Ficker, medical director of the center’s EEG Lab and Epilepsy Monitoring Unit, saw this influx of patients as an ideal opportunity for gathering key outcomes data that hadn’t existed before.

“We have little data comparing seizure-control success of patients treated at specialized epilepsy centers versus general neurology practices,” said Ficker. “And because this particular patient group wasn’t specifically referred to us for treatment, we saw it as a great opportunity to evaluate outcomes and continue improvement.”

The benefits of treatment at an epilepsy center—beyond being seen by epilepsy specialists—says Ficker, include more opportunities to be involved in neuroimaging research and the testing of novel medications for seizure control.
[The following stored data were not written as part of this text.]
//! Catalog management service: books, genres, languages, copies

use serde::Serialize;
use utoipa::ToSchema;
use uuid::Uuid;

use crate::{
    error::AppResult,
    models::{
        book::{Book, BookShort, CreateBook, UpdateBook},
        copy::{BookCopy, CreateCopy},
        genre::{CreateGenre, Genre},
        language::{CreateLanguage, Language},
    },
    repository::Repository,
};

/// Books are listed 2 per page
pub const BOOKS_PER_PAGE: i64 = 2;

/// Aggregate counts for the index view
#[derive(Debug, Clone, Serialize, ToSchema)]
pub struct CatalogSummary {
    pub num_books: i64,
    pub num_copies: i64,
    pub num_copies_available: i64,
    pub num_authors: i64,
    pub num_genres: i64,
}

#[derive(Clone)]
pub struct CatalogService {
    repository: Repository,
}

impl CatalogService {
    pub fn new(repository: Repository) -> Self {
        Self { repository }
    }

    // Books

    pub async fn list_books(&self, page: i64) -> AppResult<(Vec<BookShort>, i64)> {
        self.repository.books.list(page, BOOKS_PER_PAGE).await
    }

    pub async fn get_book(&self, id: i32) -> AppResult<Book> {
        self.repository.books.get_by_id(id).await
    }

    /// Create a book; referenced author/language/genres must exist
    pub async fn create_book(&self, book: CreateBook) -> AppResult<Book> {
        if let Some(author_id) = book.author_id {
            self.repository.authors.get_by_id(author_id).await?;
        }
        if let Some(language_id) = book.language_id {
            self.repository.languages.get_by_id(language_id).await?;
        }
        for genre_id in &book.genre_ids {
            self.repository.genres.get_by_id(*genre_id).await?;
        }
        self.repository.books.create(&book).await
    }

    pub async fn update_book(&self, id: i32, update: UpdateBook) -> AppResult<Book> {
        if let Some(author_id) = update.author_id {
            self.repository.authors.get_by_id(author_id).await?;
        }
        if let Some(language_id) = update.language_id {
            self.repository.languages.get_by_id(language_id).await?;
        }
        self.repository.books.update(id, &update).await
    }

    pub async fn delete_book(&self, id: i32) -> AppResult<()> {
        self.repository.books.delete(id).await
    }

    // Copies

    pub async fn list_copies(&self, book_id: i32) -> AppResult<Vec<BookCopy>> {
        self.repository.books.get_by_id(book_id).await?;
        self.repository.copies.list_for_book(book_id).await
    }

    pub async fn create_copy(&self, book_id: i32, copy: CreateCopy) -> AppResult<BookCopy> {
        self.repository.books.get_by_id(book_id).await?;
        self.repository.copies.create(book_id, &copy).await
    }

    pub async fn get_copy(&self, id: Uuid) -> AppResult<BookCopy> {
        self.repository.copies.get_by_id(id).await
    }

    // Genres

    pub async fn list_genres(&self) -> AppResult<Vec<Genre>> {
        self.repository.genres.list().await
    }

    pub async fn get_genre(&self, id: i32) -> AppResult<Genre> {
        self.repository.genres.get_by_id(id).await
    }

    pub async fn create_genre(&self, genre: CreateGenre) -> AppResult<Genre> {
        self.repository.genres.create(&genre).await
    }

    // Languages

    pub async fn list_languages(&self) -> AppResult<Vec<Language>> {
        self.repository.languages.list().await
    }

    pub async fn get_language(&self, id: i32) -> AppResult<Language> {
        self.repository.languages.get_by_id(id).await
    }

    pub async fn create_language(&self, language: CreateLanguage) -> AppResult<Language> {
        self.repository.languages.create(&language).await
    }

    /// Delete a language (restricted while books reference it)
    pub async fn delete_language(&self, id: i32) -> AppResult<()> {
        self.repository.languages.delete(id).await
    }

    // Index

    /// Counts shown on the index view
    pub async fn summary(&self) -> AppResult<CatalogSummary> {
        Ok(CatalogSummary {
            num_books: self.repository.books.count().await?,
            num_copies: self.repository.copies.count().await?,
            num_copies_available: self.repository.copies.count_available().await?,
            num_authors: self.repository.authors.count().await?,
            num_genres: self.repository.genres.count().await?,
        })
    }
}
Epilepsy is a neurological disorder that causes dysfunction in the electrical system within the brain—leading to seizures. Seizures take on many forms, from brief moments of unconsciousness to convulsions. Epilepsy can be treated with medication, but if medication alone does not control seizures, other treatment options are available, including surgery and vagus nerve stimulation. Epilepsy surgery is only available at specialized epilepsy centers.

According to the Epilepsy Foundation, more than 3 million Americans are living with epilepsy and each year, 200,000 will develop the disorder. Epilepsy affects people of all ages, races and ethnicities.

Coauthors for the study include Jennifer Cavitt, MD, Michael Privitera, MD, and Jerzy Szaflarski, MD, PhD.

The Cincinnati Epilepsy Center celebrates its 20th anniversary in 2007. Rated a level 4—the highest rating for epilepsy care—by the National Association of Epilepsy Centers, the center provides evaluation and coordinated medical and surgical treatment of epilepsy.